Rumsfeld: I don't remember it being discussed, but it is basically a memorandum that says the NSC is going to be doing that which it's chartered to do if you sit down and read it.
Q: What about the perception I keep reading that you're not getting the job done?
Rumsfeld: I wouldn't know how to comment on that.
Q: The creation of this group and putting Condoleezza Rice in charge of this, you don't think that's in any way a reflection of what you've been able to accomplish so far in Iraq? The reconstruction effort?
Rumsfeld: I don't. I happen to think that what's happened in Iraq, that what General Abizaid and General Sanchez and the division commanders in that country and Jay Garner and Jerry Bremer have done have been probably unmatched in history. In five months and one week to have done what they've done. That is to say they have the schools open, have the hospitals operating, have the universities functioning, have a new currency, have a central bank, have no humanitarian crisis in terms of the public, not have tens of thousands of internally displaced people or refugees, to have gone from zero to 56,000 Iraqi Security Forces, to have gotten the oil fields functioning and operating, to have the electric system back up -- which was badly damaged and starved of funds for decades -- back up and operating at I believe, correct me if I'm wrong, at pre-war levels.
Voice: Right at the end of pre-war levels.

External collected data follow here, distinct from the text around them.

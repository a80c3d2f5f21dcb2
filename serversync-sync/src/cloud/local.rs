//! Directory-backed storage.
//!
//! Each container is a subdirectory of the configured root and each object
//! a plain file inside it. Useful for a mounted network share and for
//! exercising the sync workflows without a network. Object ids are
//! `<container>/<name>`.

use super::storage::{CloudFile, CloudStorage};
use crate::error::{SyncError, SyncResult};
use async_trait::async_trait;
use std::io::ErrorKind;
use std::path::{Path, PathBuf};
use std::time::SystemTime;
use tokio::fs;
use tokio::io::AsyncWriteExt;
use tracing::{debug, info, warn};

/// Directory-backed storage implementation.
#[derive(Debug, Clone)]
pub struct LocalStorage {
    root: PathBuf,
}

impl LocalStorage {
    /// Creates a storage rooted at `root`. The root must exist before use.
    pub fn new(root: impl Into<PathBuf>) -> Self {
        Self { root: root.into() }
    }

    pub fn root(&self) -> &Path {
        &self.root
    }

    fn container_path(&self, container_id: &str) -> SyncResult<PathBuf> {
        validate_segment(container_id)?;
        Ok(self.root.join(container_id))
    }

    fn object_path(&self, container_id: &str, name: &str) -> SyncResult<PathBuf> {
        validate_segment(name)?;
        Ok(self.container_path(container_id)?.join(name))
    }

    fn id_to_path(&self, file_id: &str) -> SyncResult<PathBuf> {
        let (container, name) = file_id
            .split_once('/')
            .ok_or_else(|| SyncError::Storage(format!("malformed object id: {file_id}")))?;
        self.object_path(container, name)
    }

    async fn ensure_container(&self, container_id: &str) -> SyncResult<PathBuf> {
        let path = self.container_path(container_id)?;
        if !fs::try_exists(&path).await? {
            fs::create_dir_all(&path).await.map_err(|e| {
                SyncError::Storage(format!("failed to create container {container_id}: {e}"))
            })?;
            info!("Created container directory: {:?}", path);
        }
        Ok(path)
    }

    async fn to_cloud_file(container_id: &str, path: &Path) -> SyncResult<CloudFile> {
        let metadata = fs::metadata(path)
            .await
            .map_err(|e| SyncError::Storage(format!("failed to get file metadata: {e}")))?;

        let name = path
            .file_name()
            .map(|n| n.to_string_lossy().to_string())
            .unwrap_or_default();

        Ok(CloudFile {
            id: format!("{container_id}/{name}"),
            name,
            size: metadata.len(),
            modified_at: metadata.modified().unwrap_or(SystemTime::now()),
            content_hash: None,
        })
    }
}

/// Object and container names must be single path segments. Leading dots
/// are refused because listings skip hidden entries.
fn validate_segment(segment: &str) -> SyncResult<()> {
    let bad = segment.is_empty() || segment.starts_with('.') || segment.contains(['/', '\\']);
    if bad {
        return Err(SyncError::Storage(format!("invalid object name: {segment:?}")));
    }
    Ok(())
}

#[async_trait]
impl CloudStorage for LocalStorage {
    fn provider_name(&self) -> &'static str {
        "Local directory"
    }

    fn is_authenticated(&self) -> bool {
        self.root.is_dir()
    }

    async fn authenticate(&mut self) -> SyncResult<Option<String>> {
        if !self.root.is_dir() {
            return Err(SyncError::Auth(format!(
                "storage root {:?} does not exist or is not mounted",
                self.root
            )));
        }
        Ok(None)
    }

    async fn complete_auth(&mut self, _auth_code: &str) -> SyncResult<()> {
        Ok(())
    }

    async fn list_objects(
        &self,
        container_id: &str,
        name: Option<&str>,
    ) -> SyncResult<Vec<CloudFile>> {
        let container = self.container_path(container_id)?;

        let mut read_dir = match fs::read_dir(&container).await {
            Ok(rd) => rd,
            Err(e) if e.kind() == ErrorKind::NotFound => return Ok(Vec::new()),
            Err(e) => {
                return Err(SyncError::Storage(format!("failed to read container: {e}")));
            }
        };

        let mut files = Vec::new();
        while let Some(entry) = read_dir
            .next_entry()
            .await
            .map_err(|e| SyncError::Storage(format!("failed to read directory entry: {e}")))?
        {
            let path = entry.path();
            let file_name = entry.file_name().to_string_lossy().to_string();

            // Skip directories and hidden files (including in-flight temp files)
            if path.is_dir() || file_name.starts_with('.') {
                continue;
            }
            if name.is_some_and(|wanted| wanted != file_name) {
                continue;
            }

            match Self::to_cloud_file(container_id, &path).await {
                Ok(file) => files.push(file),
                Err(e) => warn!("Skipping object due to error: {e}"),
            }
        }

        files.sort_by(|a, b| a.name.cmp(&b.name));
        Ok(files)
    }

    /// Creates a new object. An existing object with the same name is left
    /// untouched and reported as an error.
    async fn create_object(
        &self,
        container_id: &str,
        name: &str,
        mime_type: &str,
        content: &[u8],
    ) -> SyncResult<CloudFile> {
        debug!("Writing object {container_id}/{name} ({} bytes)", content.len());
        self.create_object_exclusive(container_id, name, mime_type, content)
            .await?
            .ok_or_else(|| {
                SyncError::Storage(format!("object {container_id}/{name} already exists"))
            })
    }

    fn supports_exclusive_create(&self) -> bool {
        true
    }

    async fn create_object_exclusive(
        &self,
        container_id: &str,
        name: &str,
        _mime_type: &str,
        content: &[u8],
    ) -> SyncResult<Option<CloudFile>> {
        self.ensure_container(container_id).await?;
        let path = self.object_path(container_id, name)?;

        let mut file = match fs::OpenOptions::new()
            .write(true)
            .create_new(true)
            .open(&path)
            .await
        {
            Ok(f) => f,
            Err(e) if e.kind() == ErrorKind::AlreadyExists => return Ok(None),
            Err(e) => {
                return Err(SyncError::Storage(format!("failed to create object: {e}")));
            }
        };
        file.write_all(content)
            .await
            .map_err(|e| SyncError::Storage(format!("failed to write object: {e}")))?;
        file.flush().await?;

        Ok(Some(Self::to_cloud_file(container_id, &path).await?))
    }

    async fn download(&self, file_id: &str) -> SyncResult<Vec<u8>> {
        let path = self.id_to_path(file_id)?;
        debug!("Reading object {:?}", path);
        match fs::read(&path).await {
            Ok(content) => Ok(content),
            Err(e) if e.kind() == ErrorKind::NotFound => {
                Err(SyncError::RemoteNotFound(file_id.to_string()))
            }
            Err(e) => Err(SyncError::Storage(format!("failed to read object: {e}"))),
        }
    }

    async fn update_object(
        &self,
        file_id: &str,
        _mime_type: &str,
        content: &[u8],
    ) -> SyncResult<()> {
        let path = self.id_to_path(file_id)?;
        if !fs::try_exists(&path).await? {
            return Err(SyncError::RemoteNotFound(file_id.to_string()));
        }
        fs::write(&path, content)
            .await
            .map_err(|e| SyncError::Storage(format!("failed to update object: {e}")))?;
        Ok(())
    }

    async fn delete(&self, file_id: &str) -> SyncResult<()> {
        let path = self.id_to_path(file_id)?;
        match fs::remove_file(&path).await {
            Ok(()) => {
                debug!("Deleted object {:?}", path);
                Ok(())
            }
            Err(e) if e.kind() == ErrorKind::NotFound => Ok(()),
            Err(e) => Err(SyncError::Storage(format!("failed to delete object: {e}"))),
        }
    }
}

Rumsfeld: Right at the edge of pre-war levels. To have tens of thousands of construction projects completed by the military and by entrepreneurs doing things that get some things in that country. It is -- On the one hand the public's been fed a line of no plan and no progress, and it stands in such stark contrast to what the facts are on the ground that you couldn't have done those things without plans.
I was amused at the Wall Street Journal's article a week or so ago about the fact that we'd been in private planning with the World Food Organization at the United Nations prior to the war and they wanted to keep it secret because they didn't want to be complicit in the conduct of a war, which of course directly contradicts all of this talk about no one doing any planning. So I just have the highest regard for the job that's been done on the civilian and on the military side.
It's a tough situation, sure. Is there low intensity conflict taking place? Yes. Are people being killed and wounded? Yes. Does that always break your heart? You bet your life it does. But it's a tough business. The Ansar Al Islam terrorist organization is there. They're functioning. There are foreign terrorists in the country and they are being sought out, captured and killed. It's part of the global war on terror. It's a good thing that's being done by the United States and by the Coalition countries. I think that I give those folks very very high marks as I know anyone who has looked at history would have to give them very very high marks.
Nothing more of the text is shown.